Source information:
┌────────

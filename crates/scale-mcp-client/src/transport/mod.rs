use async_trait::async_trait;
use thiserror::Error;

use crate::protocol::{JsonRpcRequest, TerminalFrame};

/// Errors raised below the JSON-RPC layer.
#[derive(Debug, Error)]
pub enum TransportError {
    #[error("Request timed out")]
    Timeout,

    #[error("Network error: {0}")]
    Network(String),

    #[error("HTTP error: {status} - {message}")]
    HttpError { status: u16, message: String },

    #[error("Session expired or not found")]
    SessionExpired,

    #[error("Invalid MCP endpoint URL: {0}")]
    InvalidEndpoint(String),

    #[error("Serialization error: {0}")]
    Serialization(#[from] serde_json::Error),

    #[error("Transport was not connected or is already closed")]
    NotConnected,

    #[error("Transport error: {0}")]
    Other(String),
}

impl TransportError {
    /// Timeouts and network-level failures may succeed on a later attempt.
    /// Everything else is a statement by the server or a local bug and will
    /// not change on retry.
    pub fn is_transient(&self) -> bool {
        matches!(self, TransportError::Timeout | TransportError::Network(_))
    }
}

impl From<reqwest::Error> for TransportError {
    fn from(err: reqwest::Error) -> Self {
        if err.is_timeout() {
            TransportError::Timeout
        } else if err.is_connect() || err.is_request() || err.is_body() {
            TransportError::Network(err.to_string())
        } else {
            TransportError::Other(err.to_string())
        }
    }
}

/// What came back from one POST: the session header (if any) and the first
/// terminal frame of the body (if any).
#[derive(Debug, Clone, Default)]
pub struct TransportReply {
    pub session_id: Option<String>,
    pub terminal: Option<TerminalFrame>,
}

/// A transport that can be started to produce a connected handle.
#[async_trait]
pub trait Transport: Send + Sync {
    type Handle: TransportHandle;

    /// Validate configuration and build the underlying connection.
    async fn start(&self) -> Result<Self::Handle, TransportError>;
}

#[async_trait]
pub trait TransportHandle: Send + Sync + 'static {
    /// Send one request and wait for its terminal frame.
    async fn send(
        &self,
        request: &JsonRpcRequest,
        session_id: Option<&str>,
    ) -> Result<TransportReply, TransportError>;

    /// Release the connection. Best effort, never fails.
    async fn close(&self, session_id: Option<&str>);
}

pub mod streamable_http;
pub use streamable_http::{StreamableHttpTransport, StreamableHttpTransportHandle};
use scale_mcp_client::ToolContent;
use serde_json::{Map, Value};

use crate::confirmation::PendingConfirmation;

pub const DEFAULT_MAX_ITEMS: usize = 50;
const MAX_HEALTH_DETAILS: usize = 10;
const MAX_VALUE_LEN: usize = 100;

/// Renders tool results and agent messages for the user.
pub trait ResponseFormatter: Send + Sync {
    fn format(&self, content: &ToolContent, title: Option<&str>) -> String;

    fn format_list(&self, items: &[Value], title: &str) -> String;

    fn format_health(&self, content: &ToolContent, title: &str) -> String;

    fn format_error(&self, error: &dyn std::error::Error, context: Option<&str>) -> String;

    fn format_confirmation(&self, pending: &PendingConfirmation) -> String;
}

#[derive(Debug, Clone, Copy, PartialEq, Eq)]
pub enum HealthClass {
    Critical,
    Warning,
    Healthy,
    Unknown,
}

/// Bucket a health state or event by its `status` (or `severity`).
pub fn classify_health(item: &Value) -> HealthClass {
    let status = item
        .get("status")
        .or_else(|| item.get("severity"))
        .and_then(Value::as_str)
        .unwrap_or("")
        .to_uppercase();
    match status.as_str() {
        "CRITICAL" | "ERROR" | "UNHEALTHY" => HealthClass::Critical,
        "WARNING" | "DEGRADED" => HealthClass::Warning,
        "HEALTHY" | "OK" | "NORMAL" => HealthClass::Healthy,
        _ => HealthClass::Unknown,
    }
}

/// The list inside a result: the value itself, or the first of `states`,
/// `events`, `quotas`, `snapshots`, `content` or `data` that holds an array.
pub fn list_items(content: &ToolContent) -> Vec<Value> {
    match content {
        ToolContent::Json(Value::Array(items)) => items.clone(),
        ToolContent::Json(Value::Object(map)) => ["states", "events", "quotas", "snapshots", "content", "data"]
            .iter()
            .find_map(|key| map.get(*key).and_then(Value::as_array))
            .cloned()
            .unwrap_or_default(),
        _ => Vec::new(),
    }
}

#[derive(Debug, Clone)]
pub struct MarkdownFormatter {
    max_items: usize,
}

impl Default for MarkdownFormatter {
    fn default() -> Self {
        Self {
            max_items: DEFAULT_MAX_ITEMS,
        }
    }
}

impl MarkdownFormatter {
    pub fn new(max_items: usize) -> Self {
        Self { max_items }
    }

    fn health_states(&self, states: &[Value], title: &str) -> String {
        let mut lines = Vec::new();
        push_title(&mut lines, title);

        if states.is_empty() {
            lines.push("✅ No issues detected. All systems healthy.".to_string());
            return lines.join("\n");
        }

        let mut critical = Vec::new();
        let mut warning = Vec::new();
        let mut healthy = 0;
        let mut unknown = 0;
        for state in states {
            match classify_health(state) {
                HealthClass::Critical => critical.push(state),
                HealthClass::Warning => warning.push(state),
                HealthClass::Healthy => healthy += 1,
                HealthClass::Unknown => unknown += 1,
            }
        }

        let mut summary = Vec::new();
        if !critical.is_empty() {
            summary.push(format!("🔴 {} critical", critical.len()));
        }
        if !warning.is_empty() {
            summary.push(format!("🟡 {} warning", warning.len()));
        }
        if healthy > 0 {
            summary.push(format!("🟢 {} healthy", healthy));
        }
        if unknown > 0 {
            summary.push(format!("⚪ {} unknown", unknown));
        }
        lines.push(summary.join(" | "));
        lines.push(String::new());

        for (heading, group) in [("**Critical Issues:**", &critical), ("**Warnings:**", &warning)] {
            if group.is_empty() {
                continue;
            }
            lines.push(heading.to_string());
            for state in group.iter().take(MAX_HEALTH_DETAILS) {
                lines.push(format!("  • {}", health_item(state)));
            }
            lines.push(String::new());
        }

        lines.join("\n").trim_end().to_string()
    }
}

impl ResponseFormatter for MarkdownFormatter {
    fn format(&self, content: &ToolContent, title: Option<&str>) -> String {
        let mut lines = Vec::new();
        if let Some(title) = title {
            push_title(&mut lines, title);
        }

        match content {
            ToolContent::Text(text) => lines.push(text.clone()),
            ToolContent::Json(Value::Object(map)) => lines.push(format_map(map, 0)),
            ToolContent::Json(Value::Array(items)) => lines.push(self.list_body(items)),
            ToolContent::Json(other) => lines.push(format_value(other)),
            ToolContent::Empty => lines.push("*No data returned*".to_string()),
        }
        lines.join("\n")
    }

    fn format_list(&self, items: &[Value], title: &str) -> String {
        let mut lines = Vec::new();
        push_title(&mut lines, title);
        lines.push(self.list_body(items));
        lines.join("\n")
    }

    fn format_health(&self, content: &ToolContent, title: &str) -> String {
        match content {
            ToolContent::Json(Value::Array(states)) => self.health_states(states, title),
            ToolContent::Json(Value::Object(map)) => {
                match map.get("states").or_else(|| map.get("events")) {
                    Some(Value::Array(states)) => self.health_states(states, title),
                    _ => self.format(content, Some(title).filter(|t| !t.is_empty())),
                }
            }
            _ => self.format(content, Some(title).filter(|t| !t.is_empty())),
        }
    }

    fn format_error(&self, error: &dyn std::error::Error, context: Option<&str>) -> String {
        let mut lines = vec!["**❌ Error**".to_string(), String::new()];
        if let Some(context) = context {
            lines.push(format!("**Context:** {}", context));
            lines.push(String::new());
        }
        lines.push(format!("**Details:** {}", error));
        lines.join("\n")
    }

    fn format_confirmation(&self, pending: &PendingConfirmation) -> String {
        let mut lines = vec![
            "**⚠️ Confirmation Required**".to_string(),
            String::new(),
            format!("**Operation:** `{}`", pending.tool_name),
            format!("**Risk Level:** {}", pending.risk_level),
        ];
        if !pending.arguments.is_empty() {
            lines.push("**Arguments:**".to_string());
            for (key, value) in &pending.arguments {
                lines.push(format!("  • {}: {}", key, format_value(value)));
            }
        }
        lines.push(format!(
            "**Expires:** {} UTC",
            pending.expires_at.format("%H:%M:%S")
        ));
        lines.push(String::new());
        match &pending.confirmation_code {
            Some(code) => lines.push(format!(
                "Reply 'confirm {}' to proceed or 'cancel' to abort.",
                code
            )),
            None => lines.push("Reply 'confirm' to proceed or 'cancel' to abort.".to_string()),
        }
        lines.join("\n")
    }
}

impl MarkdownFormatter {
    fn list_body(&self, items: &[Value]) -> String {
        if items.is_empty() {
            return "*Empty list*".to_string();
        }

        let mut lines = vec![format!("*{} item(s)*", items.len()), String::new()];
        for (idx, item) in items.iter().take(self.max_items).enumerate() {
            lines.push(format!("{}. {}", idx + 1, list_item(item)));
        }
        if items.len() > self.max_items {
            lines.push(format!("*... and {} more*", items.len() - self.max_items));
        }
        lines.join("\n")
    }
}

fn push_title(lines: &mut Vec<String>, title: &str) {
    if !title.is_empty() {
        lines.push(format!("**{}**", title));
        lines.push(String::new());
    }
}

fn str_field<'a>(item: &'a Value, keys: &[&str]) -> Option<&'a str> {
    keys.iter()
        .find_map(|key| item.get(*key).and_then(Value::as_str))
        .filter(|s| !s.is_empty())
}

fn health_item(item: &Value) -> String {
    let mut parts = Vec::new();
    if let Some(entity) = str_field(item, &["entityName", "name", "node"]) {
        parts.push(format!("`{}`", entity));
    }
    if let Some(status) = str_field(item, &["status", "severity"]) {
        parts.push(format!("[{}]", status));
    }
    if let Some(message) = str_field(item, &["message", "description", "reason"]) {
        parts.push(message.to_string());
    }
    if parts.is_empty() {
        item.to_string()
    } else {
        parts.join(" ")
    }
}

fn list_item(item: &Value) -> String {
    let Value::Object(map) = item else {
        return format_value(item);
    };

    if let Some(name) = str_field(item, &["name", "filesetName", "filesystemName", "snapshotName"]) {
        return match str_field(item, &["status", "state"]) {
            Some(status) => format!("`{}` ({})", name, status),
            None => format!("`{}`", name),
        };
    }

    map.iter()
        .take(4)
        .map(|(k, v)| format!("{}={}", k, format_value(v)))
        .collect::<Vec<_>>()
        .join(", ")
}

fn format_map(map: &Map<String, Value>, indent: usize) -> String {
    let prefix = "  ".repeat(indent);
    let mut lines = Vec::new();
    for (key, value) in map {
        match value {
            Value::Object(inner) => {
                lines.push(format!("{}**{}:**", prefix, key));
                lines.push(format_map(inner, indent + 1));
            }
            Value::Array(items) => {
                lines.push(format!("{}**{}:** ({} items)", prefix, key, items.len()));
                if items.len() <= 5 {
                    for item in items {
                        lines.push(format!("{}  • {}", prefix, format_value(item)));
                    }
                }
            }
            other => lines.push(format!("{}**{}:** {}", prefix, key, format_value(other))),
        }
    }
    lines.join("\n")
}

fn format_value(value: &Value) -> String {
    match value {
        Value::Null => "*none*".to_string(),
        Value::Bool(true) => "✓".to_string(),
        Value::Bool(false) => "✗".to_string(),
        Value::Number(n) => n.to_string(),
        Value::String(s) if s.chars().count() > MAX_VALUE_LEN => {
            let head: String = s.chars().take(MAX_VALUE_LEN - 3).collect();
            format!("{}...", head)
        }
        Value::String(s) => s.clone(),
        Value::Array(items) => format!("[{} items]", items.len()),
        Value::Object(map) => format!("{{{} fields}}", map.len()),
    }
}
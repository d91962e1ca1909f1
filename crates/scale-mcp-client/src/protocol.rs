//! JSON-RPC 2.0 envelopes and the subset of MCP payloads this client speaks.

use serde::{Deserialize, Serialize};
use serde_json::{Map, Value};

pub const JSONRPC_VERSION: &str = "2.0";

/// Protocol revision announced during `initialize`.
pub const PROTOCOL_VERSION: &str = "2024-11-05";

pub const METHOD_INITIALIZE: &str = "initialize";
pub const METHOD_TOOLS_CALL: &str = "tools/call";
pub const METHOD_TOOLS_LIST: &str = "tools/list";

/// An outgoing JSON-RPC request.
#[derive(Debug, Clone, Serialize)]
pub struct JsonRpcRequest {
    pub jsonrpc: &'static str,
    pub id: u64,
    pub method: String,
    pub params: Value,
}

impl JsonRpcRequest {
    pub fn new(id: u64, method: &str, params: Value) -> Self {
        Self {
            jsonrpc: JSONRPC_VERSION,
            id,
            method: method.to_string(),
            params,
        }
    }
}

/// Error object carried by a JSON-RPC error frame.
#[derive(Debug, Clone, PartialEq, Serialize, Deserialize)]
pub struct JsonRpcErrorObject {
    pub code: i64,
    pub message: String,
    #[serde(default, skip_serializing_if = "Option::is_none")]
    pub data: Option<Value>,
}

impl JsonRpcErrorObject {
    /// Build from whatever the server put under `error`. Servers are not always
    /// strict here, so a missing code or a bare string message is tolerated.
    fn from_value(value: &Value) -> Self {
        match value {
            Value::Object(map) => Self {
                code: map.get("code").and_then(Value::as_i64).unwrap_or_default(),
                message: map
                    .get("message")
                    .and_then(Value::as_str)
                    .map(str::to_string)
                    .unwrap_or_else(|| value.to_string()),
                data: map.get("data").cloned(),
            },
            Value::String(s) => Self {
                code: 0,
                message: s.clone(),
                data: None,
            },
            other => Self {
                code: 0,
                message: other.to_string(),
                data: None,
            },
        }
    }
}

/// The frame that ends processing of one call.
#[derive(Debug, Clone, PartialEq)]
pub enum TerminalFrame {
    Result(Value),
    Error(JsonRpcErrorObject),
}

impl TerminalFrame {
    /// Inspect a decoded frame. Frames with neither `result` nor `error`
    /// (notifications, progress) are not terminal.
    pub fn from_frame(frame: &Value) -> Option<Self> {
        let object = frame.as_object()?;
        if let Some(result) = object.get("result") {
            return Some(TerminalFrame::Result(result.clone()));
        }
        object
            .get("error")
            .map(|error| TerminalFrame::Error(JsonRpcErrorObject::from_value(error)))
    }
}

#[derive(Debug, Clone, Serialize, Deserialize)]
pub struct ClientInfo {
    pub name: String,
    pub version: String,
}

impl Default for ClientInfo {
    fn default() -> Self {
        Self {
            name: "scale-agents".to_string(),
            version: env!("CARGO_PKG_VERSION").to_string(),
        }
    }
}

#[derive(Debug, Clone, Serialize, Deserialize, Default)]
pub struct ClientCapabilities {}

#[derive(Debug, Clone, Serialize, Deserialize)]
pub struct InitializeParams {
    #[serde(rename = "protocolVersion")]
    pub protocol_version: String,
    pub capabilities: ClientCapabilities,
    #[serde(rename = "clientInfo")]
    pub client_info: ClientInfo,
}

/// A tool advertised by the server in `tools/list`.
#[derive(Debug, Clone, PartialEq, Serialize, Deserialize)]
pub struct ToolDescriptor {
    pub name: String,
    #[serde(default, skip_serializing_if = "Option::is_none")]
    pub description: Option<String>,
    #[serde(rename = "inputSchema", default)]
    pub input_schema: Value,
}

/// Arguments of a tool call. Key order is irrelevant to the server.
pub type ToolArguments = Map<String, Value>;

#[cfg(test)]
mod tests {
    use super::*;
    use serde_json::json;

    #[test]
    fn request_serializes_as_jsonrpc_envelope() {
        let request = JsonRpcRequest::new(7, METHOD_TOOLS_LIST, json!({}));
        let value = serde_json::to_value(&request).unwrap();
        assert_eq!(
            value,
            json!({"jsonrpc": "2.0", "id": 7, "method": "tools/list", "params": {}})
        );
    }

    #[test]
    fn result_frame_is_terminal() {
        let frame = json!({"jsonrpc": "2.0", "id": 1, "result": {"ok": true}});
        assert_eq!(
            TerminalFrame::from_frame(&frame),
            Some(TerminalFrame::Result(json!({"ok": true})))
        );
    }

    #[test]
    fn null_result_is_still_terminal() {
        let frame = json!({"jsonrpc": "2.0", "id": 1, "result": null});
        assert_eq!(
            TerminalFrame::from_frame(&frame),
            Some(TerminalFrame::Result(Value::Null))
        );
    }

    #[test]
    fn error_frame_keeps_code_and_message() {
        let frame = json!({"id": 1, "error": {"code": -32602, "message": "bad args"}});
        match TerminalFrame::from_frame(&frame) {
            Some(TerminalFrame::Error(err)) => {
                assert_eq!(err.code, -32602);
                assert_eq!(err.message, "bad args");
            }
            other => panic!("unexpected frame: {other:?}"),
        }
    }

    #[test]
    fn notification_is_not_terminal() {
        let frame = json!({"jsonrpc": "2.0", "method": "notifications/progress", "params": {}});
        assert_eq!(TerminalFrame::from_frame(&frame), None);
    }

    #[test]
    fn tool_descriptor_reads_input_schema() {
        let tool: ToolDescriptor = serde_json::from_value(json!({
            "name": "list_filesets",
            "description": "List filesets",
            "inputSchema": {"type": "object"}
        }))
        .unwrap();
        assert_eq!(tool.name, "list_filesets");
        assert_eq!(tool.input_schema, json!({"type": "object"}));
    }
}
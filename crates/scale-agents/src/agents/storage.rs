use async_trait::async_trait;
use serde_json::{json, Map, Value};
use std::sync::Arc;

use super::{AgentCore, AgentRequest, ScaleAgent, Step};
use crate::config::AgentKind;
use crate::executor::ToolExecutor;
use crate::formatter::{list_items, ResponseFormatter};

/// Filesystems, filesets and storage pools. Mount, unmount, create, delete,
/// link and unlink go through the confirmation gate like any other call.
pub struct StorageAgent {
    core: AgentCore,
}

#[derive(Debug, Clone, Copy, PartialEq, Eq)]
enum Operation {
    Unmount,
    Mount,
    Unlink,
    Link,
    DeleteFileset,
    DeleteFilesystem,
    CreateFileset,
    Pools,
    FilesetDetails,
    ListFilesets,
    FilesystemDetails,
    ListFilesystems,
}

impl Operation {
    /// "unmount" contains "mount" and "unlink" contains "link", so the
    /// reversing verbs are tested first.
    fn detect(req: &AgentRequest) -> Self {
        let fileset = req.mentions(&["fileset"]);
        if req.mentions(&["unmount"]) {
            Operation::Unmount
        } else if req.mentions(&["mount"]) {
            Operation::Mount
        } else if req.mentions(&["unlink"]) {
            Operation::Unlink
        } else if req.mentions(&["link"]) {
            Operation::Link
        } else if fileset && req.mentions(&["delete", "remove"]) {
            Operation::DeleteFileset
        } else if req.mentions(&["delete", "remove"]) && req.mentions(&["filesystem"]) {
            Operation::DeleteFilesystem
        } else if fileset && req.mentions(&["create", "new"]) {
            Operation::CreateFileset
        } else if req.mentions(&["pool"]) {
            Operation::Pools
        } else if fileset && req.param("fileset").is_some() {
            Operation::FilesetDetails
        } else if fileset {
            Operation::ListFilesets
        } else if req.param("filesystem").is_some() {
            Operation::FilesystemDetails
        } else {
            Operation::ListFilesystems
        }
    }
}

fn ask_for(what: &str, example: &str) -> String {
    format!("Please specify {}. Example: '{}'", what, example)
}

impl StorageAgent {
    pub fn new(executor: Arc<ToolExecutor>, formatter: Arc<dyn ResponseFormatter>) -> Self {
        Self {
            core: AgentCore::new(AgentKind::Storage, executor, formatter),
        }
    }

    async fn handle(&self, req: &AgentRequest) -> Step<String> {
        let op = Operation::detect(req);
        let filesystem = req.param("filesystem");
        let fileset = req.param("fileset");

        match op {
            Operation::Unmount | Operation::Mount => {
                let Some(filesystem) = filesystem else {
                    return Ok(ask_for(
                        "a filesystem name",
                        "Mount filesystem gpfs01 on all nodes",
                    ));
                };
                let (tool, verb) = if op == Operation::Unmount {
                    ("unmount_filesystem", "Unmounted")
                } else {
                    ("mount_filesystem", "Mounted")
                };
                let title = format!("Filesystem {}: {}", verb, filesystem);
                self.run(req, tool, json!({"filesystem": filesystem}), &title)
                    .await
            }

            Operation::DeleteFilesystem => {
                let Some(filesystem) = filesystem else {
                    return Ok(ask_for("a filesystem name", "Delete filesystem scratch01"));
                };
                let title = format!("Filesystem Deleted: {}", filesystem);
                self.run(req, "delete_filesystem", json!({"filesystem": filesystem}), &title)
                    .await
            }

            Operation::Unlink
            | Operation::Link
            | Operation::DeleteFileset
            | Operation::CreateFileset => {
                let (Some(filesystem), Some(fileset)) = (filesystem, fileset) else {
                    return Ok(ask_for(
                        "both a filesystem and a fileset",
                        "Create fileset project-data in filesystem gpfs01",
                    ));
                };
                let mut args = Map::new();
                args.insert("filesystem".into(), json!(filesystem));
                args.insert("fileset".into(), json!(fileset));

                let (tool, verb) = match op {
                    Operation::Unlink => ("unlink_fileset", "Unlinked"),
                    Operation::Link => ("link_fileset", "Linked"),
                    Operation::DeleteFileset => ("delete_fileset", "Deleted"),
                    _ => ("create_fileset", "Created"),
                };
                if matches!(op, Operation::Link | Operation::CreateFileset) {
                    if let Some(path) = req.param("path") {
                        args.insert("junction_path".into(), json!(path));
                    }
                }
                let title = format!("Fileset {}: {}", verb, fileset);
                self.run(req, tool, Value::Object(args), &title).await
            }

            Operation::Pools => {
                let Some(filesystem) = filesystem else {
                    return Ok(ask_for(
                        "a filesystem name",
                        "Show storage pools in filesystem gpfs01",
                    ));
                };
                let pools = self
                    .core
                    .fetch(req, "list_storage_pools", json!({"filesystem": filesystem}))
                    .await?;
                Ok(self
                    .core
                    .formatter()
                    .format_list(&list_items(&pools), &format!("Storage Pools: {}", filesystem)))
            }

            Operation::FilesetDetails => {
                let (Some(filesystem), Some(fileset)) = (filesystem, fileset) else {
                    return Ok(ask_for(
                        "the filesystem the fileset lives in",
                        "Show fileset project-data in filesystem gpfs01",
                    ));
                };
                self.run(
                    req,
                    "get_fileset",
                    json!({"filesystem": filesystem, "fileset": fileset}),
                    &format!("Fileset: {}", fileset),
                )
                .await
            }

            Operation::ListFilesets => {
                let Some(filesystem) = filesystem else {
                    return Ok(ask_for(
                        "a filesystem name",
                        "List filesets in filesystem gpfs01",
                    ));
                };
                let filesets = self
                    .core
                    .fetch(req, "list_filesets", json!({"filesystem": filesystem}))
                    .await?;
                Ok(self
                    .core
                    .formatter()
                    .format_list(&list_items(&filesets), &format!("Filesets in {}", filesystem)))
            }

            Operation::FilesystemDetails => {
                let Some(filesystem) = filesystem else {
                    return Ok(ask_for("a filesystem name", "Show filesystem gpfs01"));
                };
                self.run(
                    req,
                    "get_filesystem",
                    json!({"filesystem": filesystem}),
                    &format!("Filesystem: {}", filesystem),
                )
                .await
            }

            Operation::ListFilesystems => {
                let listing = self.core.fetch(req, "list_filesystems", json!({})).await?;
                Ok(self.core.formatter().format(&listing, Some("Filesystems")))
            }
        }
    }

    async fn run(&self, req: &AgentRequest, tool: &str, args: Value, title: &str) -> Step<String> {
        let content = self.core.fetch(req, tool, args).await?;
        Ok(self.core.formatter().format(&content, Some(title)))
    }
}

#[async_trait]
impl ScaleAgent for StorageAgent {
    fn kind(&self) -> AgentKind {
        AgentKind::Storage
    }

    fn description(&self) -> &str {
        "Manages filesystems, filesets and storage pools. \
         Destructive operations require explicit confirmation."
    }

    async fn process(&self, request: &AgentRequest) -> String {
        let step = self.handle(request).await;
        self.core.finish(step, "storage operation")
    }
}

└────────

Your instructions:
Nothing beyond a number is expected: count the lines of the material that hold the string "agents".

Task output:
2